→ Stored items
________

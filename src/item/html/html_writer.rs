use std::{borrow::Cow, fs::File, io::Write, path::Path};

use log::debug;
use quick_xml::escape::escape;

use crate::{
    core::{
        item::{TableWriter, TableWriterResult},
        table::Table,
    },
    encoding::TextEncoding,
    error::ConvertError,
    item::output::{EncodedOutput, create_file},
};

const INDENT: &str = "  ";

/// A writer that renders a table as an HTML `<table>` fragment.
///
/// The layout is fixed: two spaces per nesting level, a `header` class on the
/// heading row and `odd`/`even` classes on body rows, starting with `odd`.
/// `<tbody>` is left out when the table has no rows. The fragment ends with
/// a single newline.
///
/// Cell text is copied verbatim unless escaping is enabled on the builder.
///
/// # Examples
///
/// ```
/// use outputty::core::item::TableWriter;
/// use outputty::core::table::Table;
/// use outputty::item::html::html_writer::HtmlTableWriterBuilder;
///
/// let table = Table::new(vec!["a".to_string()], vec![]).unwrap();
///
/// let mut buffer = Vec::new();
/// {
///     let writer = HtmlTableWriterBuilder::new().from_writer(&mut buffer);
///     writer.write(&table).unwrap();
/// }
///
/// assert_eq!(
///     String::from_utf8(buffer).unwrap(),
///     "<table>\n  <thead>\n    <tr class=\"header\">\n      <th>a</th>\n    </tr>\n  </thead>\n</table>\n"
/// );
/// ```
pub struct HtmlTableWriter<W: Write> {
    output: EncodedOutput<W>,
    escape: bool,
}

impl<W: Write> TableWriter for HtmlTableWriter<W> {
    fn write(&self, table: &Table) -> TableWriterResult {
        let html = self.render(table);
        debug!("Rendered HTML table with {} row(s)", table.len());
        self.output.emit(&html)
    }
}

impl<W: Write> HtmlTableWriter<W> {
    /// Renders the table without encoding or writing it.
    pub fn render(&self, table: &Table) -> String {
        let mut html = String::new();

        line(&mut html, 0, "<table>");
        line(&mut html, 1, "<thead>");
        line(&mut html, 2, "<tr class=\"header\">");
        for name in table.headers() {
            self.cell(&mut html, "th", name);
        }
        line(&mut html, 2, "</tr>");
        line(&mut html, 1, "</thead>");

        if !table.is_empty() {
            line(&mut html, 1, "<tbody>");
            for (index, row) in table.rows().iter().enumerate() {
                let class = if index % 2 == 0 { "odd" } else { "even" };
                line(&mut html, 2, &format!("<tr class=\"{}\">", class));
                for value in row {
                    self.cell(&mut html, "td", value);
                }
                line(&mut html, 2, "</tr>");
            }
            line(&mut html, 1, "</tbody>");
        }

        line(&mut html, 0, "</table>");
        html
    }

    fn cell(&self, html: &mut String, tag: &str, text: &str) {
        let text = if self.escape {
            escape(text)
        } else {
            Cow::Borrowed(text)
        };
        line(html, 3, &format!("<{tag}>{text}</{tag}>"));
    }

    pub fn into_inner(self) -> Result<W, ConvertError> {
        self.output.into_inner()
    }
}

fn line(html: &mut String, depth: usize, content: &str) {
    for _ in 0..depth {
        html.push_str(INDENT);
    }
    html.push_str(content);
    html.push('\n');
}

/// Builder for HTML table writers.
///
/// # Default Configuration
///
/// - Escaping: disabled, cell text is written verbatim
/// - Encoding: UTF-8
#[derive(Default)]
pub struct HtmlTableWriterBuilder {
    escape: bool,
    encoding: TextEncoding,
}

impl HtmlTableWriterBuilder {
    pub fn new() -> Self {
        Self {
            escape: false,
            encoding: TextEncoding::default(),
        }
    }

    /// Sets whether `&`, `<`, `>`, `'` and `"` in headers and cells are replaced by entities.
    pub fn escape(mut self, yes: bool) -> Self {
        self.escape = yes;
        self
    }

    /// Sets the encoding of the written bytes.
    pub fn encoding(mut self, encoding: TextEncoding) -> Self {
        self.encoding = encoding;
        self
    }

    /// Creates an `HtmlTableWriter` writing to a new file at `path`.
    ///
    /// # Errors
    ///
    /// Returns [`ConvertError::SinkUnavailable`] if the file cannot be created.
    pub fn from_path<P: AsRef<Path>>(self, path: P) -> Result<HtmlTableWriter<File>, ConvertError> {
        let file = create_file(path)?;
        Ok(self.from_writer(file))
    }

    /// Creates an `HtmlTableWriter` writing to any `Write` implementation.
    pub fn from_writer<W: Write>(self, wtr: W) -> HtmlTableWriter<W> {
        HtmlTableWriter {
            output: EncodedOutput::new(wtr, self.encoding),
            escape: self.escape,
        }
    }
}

________

→ EXERCISE PROMPT
Write out the records above exactly, from the opening line to the line with "class on the", including both, with nothing added.

→ ANSWER AREA
filename src/item/html/html_writer.rs
use std::{borrow::Cow, fs::File, io::Write, path::Path};

use log::debug;
use quick_xml::escape::escape;

use crate::{
    core::{
        item::{TableWriter, TableWriterResult},
        table::Table,
    },
    encoding::TextEncoding,
    error::ConvertError,
    item::output::{EncodedOutput, create_file},
};

const INDENT: &str = "  ";

/// A writer that renders a table as an HTML `<table>` fragment.
///
/// The layout is fixed: two spaces per nesting level, a `header` class on the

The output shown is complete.